Client networks may not have their own registered subnets to advertise out to the internet. Instead you may assign smaller chunks of a registered subnet across multiple client networks. When these routes propogate up into the INET VRF you can create an aggregate or generated route there which you then advertise out to the internet.
Everything in larger green boxes are PE nodes on an MPLS infrastructure. Therefore, its important that you use local-preference to ensure that traffic from each side of the SRX virtual-firewalls prefers the same firewall. For instance if the Red network is to prefer the firewall at Data Center A, then you would export routes from the MXs on each side of the firewall at Data Center A with a higher local-preference than the MXs on each side of the firewall at Data Center B.
Having this solution over an MPLS infrastructure has some benefits. If the internet pipe at either Data Center falls down, traffic will re-route through the MX5 at the opposite data center. However, the client will not lose their sessions. Traffic will find its way back to the preferred firewall from the opposite data center over the MPLS cloud. This may introduce some latency, but it may not matter that much. Especially if losing sessions is more of a problem.
You can, of course, also manually load-balance your traffic between the internet pipes using AS-PATH prepending and local-preference. You would do the prepending on registered subnets you are advertising to the internet. The local-preference you would set on the default-routes you are advertising from the INET VRF to the client VRFs.
You could use the IPS functionality of the SRX itself. Another option for IPS is to not plug both ends of the cable into the top MX5. Instead you could put an IPS in-line there and/or perhaps a tap or switch to replicate traffic to a sniffer or IDS. You could also configure unicast RPF on the VRF subinterfaces of the MX5 and then add a VRF-enabled black-hole route-server to the network somewhere.
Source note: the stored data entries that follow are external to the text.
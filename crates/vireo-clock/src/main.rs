#![forbid(unsafe_code)]

fn main() {
    if let Err(error) = vireo_clock::run_from_env() {
        eprintln!("{error}");
        std::process::exit(error.exit_code());
    }
}
#![forbid(unsafe_code)]

//! Core: the single-threaded event loop and the output targets rendered
//! markup is published to.

pub mod scheduler;
pub mod target;

pub use scheduler::{LabClock, MIN_INTERVAL, Scheduler, TimerId};
pub use target::{Document, MemoryTarget, OutputTarget, TargetLocator};
pub use web_time::Duration;
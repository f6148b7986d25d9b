#![forbid(unsafe_code)]

//! Output target writing each published block to a byte stream.

use std::cell::{Cell, RefCell};
use std::fmt;
use std::io::{self, Write};

use vireo_core::OutputTarget;

/// Writes every replacement to `W`, followed by a blank line.
///
/// The terminal has no notion of replacing content in place, so each
/// publish appends a fresh block. Write errors are logged and dropped.
pub struct TerminalTarget<W: Write> {
    out: RefCell<W>,
    blocks: Cell<u64>,
}

impl<W: Write> fmt::Debug for TerminalTarget<W> {
    fn fmt(&self, f: &mut fmt::Formatter<'_>) -> fmt::Result {
        f.debug_struct("TerminalTarget")
            .field("blocks", &self.blocks.get())
            .finish()
    }
}

impl TerminalTarget<io::Stdout> {
    #[must_use]
    pub fn stdout() -> Self {
        Self::new(io::stdout())
    }
}

impl<W: Write> TerminalTarget<W> {
    pub fn new(out: W) -> Self {
        Self {
            out: RefCell::new(out),
            blocks: Cell::new(0),
        }
    }

    /// Blocks written successfully.
    #[must_use]
    pub fn blocks(&self) -> u64 {
        self.blocks.get()
    }

    /// Give back the underlying writer.
    pub fn into_inner(self) -> W {
        self.out.into_inner()
    }

    fn write_block(&self, content: &str) -> io::Result<()> {
        let mut out = self.out.borrow_mut();
        writeln!(out, "{content}")?;
        writeln!(out)?;
        out.flush()
    }
}

impl<W: Write> OutputTarget for TerminalTarget<W> {
    fn replace_content(&self, content: &str) {
        match self.write_block(content) {
            Ok(()) => self.blocks.set(self.blocks.get() + 1),
            Err(error) => tracing::warn!(%error, "terminal write failed"),
        }
    }
}
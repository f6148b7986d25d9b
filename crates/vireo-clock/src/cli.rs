use std::rc::Rc;

use clap::Parser;
use vireo_core::{Document, Duration, OutputTarget, Scheduler};
use vireo_runtime::Mounted;

use crate::clock::{Clock, DEFAULT_SELECTOR, WallClock, Zone, system_clock};
use crate::error::{ClockError, Result};
use crate::logging;
use crate::terminal::TerminalTarget;

#[derive(Debug, Clone, Parser)]
#[command(
    name = "vireo-clock",
    about = "Analog clock driven by the Vireo reactive runtime, rendered to stdout",
    version
)]
pub struct Cli {
    /// Selector the clock renders into.
    #[arg(long, default_value = DEFAULT_SELECTOR)]
    pub selector: String,

    /// Milliseconds between timestamp refreshes.
    #[arg(long = "tick-ms", default_value_t = 1000)]
    pub tick_ms: u64,

    /// Stop after this many refreshes; 0 runs forever.
    #[arg(long, default_value_t = 0)]
    pub ticks: u64,

    /// Emit logs as JSON lines.
    #[arg(long = "log-json")]
    pub log_json: bool,
}

impl Cli {
    fn tick(&self) -> Result<Duration> {
        if self.tick_ms == 0 {
            return Err(ClockError::invalid("--tick-ms must be positive"));
        }
        Ok(Duration::from_millis(self.tick_ms))
    }
}

pub fn run_from_env() -> Result<()> {
    let cli = Cli::parse();
    run(cli)
}

pub fn run(cli: Cli) -> Result<()> {
    logging::init(cli.log_json)?;
    let scheduler = Scheduler::new();
    let publishes = run_on(
        &cli,
        &scheduler,
        Rc::new(TerminalTarget::stdout()),
        system_clock(),
    )?;
    tracing::info!(publishes, "clock stopped");
    Ok(())
}

/// Mount a clock publishing into `target` and drive `scheduler` for the
/// requested number of ticks. Returns the number of publishes.
///
/// With `ticks == 0` this only returns if the interval goes away.
///
/// # Errors
///
/// [`ClockError::InvalidArgument`] for a zero tick, or a runtime error from
/// mounting or starting the component.
pub fn run_on(
    cli: &Cli,
    scheduler: &Scheduler,
    target: Rc<dyn OutputTarget>,
    now: WallClock,
) -> Result<u64> {
    let tick = cli.tick()?;
    let doc = Document::new();
    doc.attach(cli.selector.clone(), target);

    let clock = Clock::with_wall_clock(now)
        .zone(Zone::Local)
        .selector(cli.selector.clone())
        .tick(tick);
    let mounted = Mounted::mount(clock, scheduler, Rc::new(doc))?;
    mounted.start_deferred()?;
    tracing::info!(
        selector = %cli.selector,
        tick_ms = cli.tick_ms,
        ticks = cli.ticks,
        "clock started"
    );

    if cli.ticks == 0 {
        scheduler.run();
    } else {
        let span = tick.saturating_mul(u32::try_from(cli.ticks).unwrap_or(u32::MAX));
        scheduler.run_for(span);
    }
    Ok(mounted.render_scheduler().publishes())
}
use thiserror::Error;
use vireo_runtime::ReactiveError;

pub type Result<T> = std::result::Result<T, ClockError>;

#[derive(Debug, Error)]
pub enum ClockError {
    #[error("reactive runtime error: {0}")]
    Reactive(#[from] ReactiveError),

    #[error("invalid argument: {message}")]
    InvalidArgument { message: String },

    #[error("logging setup failed: {message}")]
    Logging { message: String },
}

impl ClockError {
    #[must_use]
    pub fn exit_code(&self) -> i32 {
        match self {
            Self::InvalidArgument { .. } => 2,
            _ => 1,
        }
    }

    #[must_use]
    pub fn invalid(message: impl Into<String>) -> Self {
        Self::InvalidArgument {
            message: message.into(),
        }
    }
}

#[cfg(test)]
mod tests {
    use super::*;

    #[test]
    fn exit_codes() {
        assert_eq!(ClockError::invalid("tick").exit_code(), 2);
        assert_eq!(ClockError::from(ReactiveError::AlreadyStarted).exit_code(), 1);
        assert_eq!(
            ClockError::Logging {
                message: "taken".into()
            }
            .exit_code(),
            1
        );
    }

    #[test]
    fn messages() {
        assert_eq!(
            ClockError::invalid("--tick-ms must be positive").to_string(),
            "invalid argument: --tick-ms must be positive"
        );
    }
}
You also have the ability to apply filters and policing to the subinterfaces as required. Another option is to use an MX platform that supports services hardware (see “Reporting” below) which has stateful-firewall and IDS functionality.
If you are using SRXs in “packet-mode” instead of MXs as described earlier keep in mind that security services will not be available to you. Although, you could probably come up with a solution that involves the “selective packet mode” feature of the SRX and “lt” interfaces to interconnect VRFs with VRs.
Lastly you could use an MX platform supporting a services blade. On larger MX platforms these are MS-DPCs. On some of the MX80-based platforms there will probably be services MICs (talk to your SE). They perform the same function and look the same on the command-line. These devices support JFlow (i.e., Netflow) which requires the JFLOW license. Of course, you also have SNMP and features like SCU/DCU.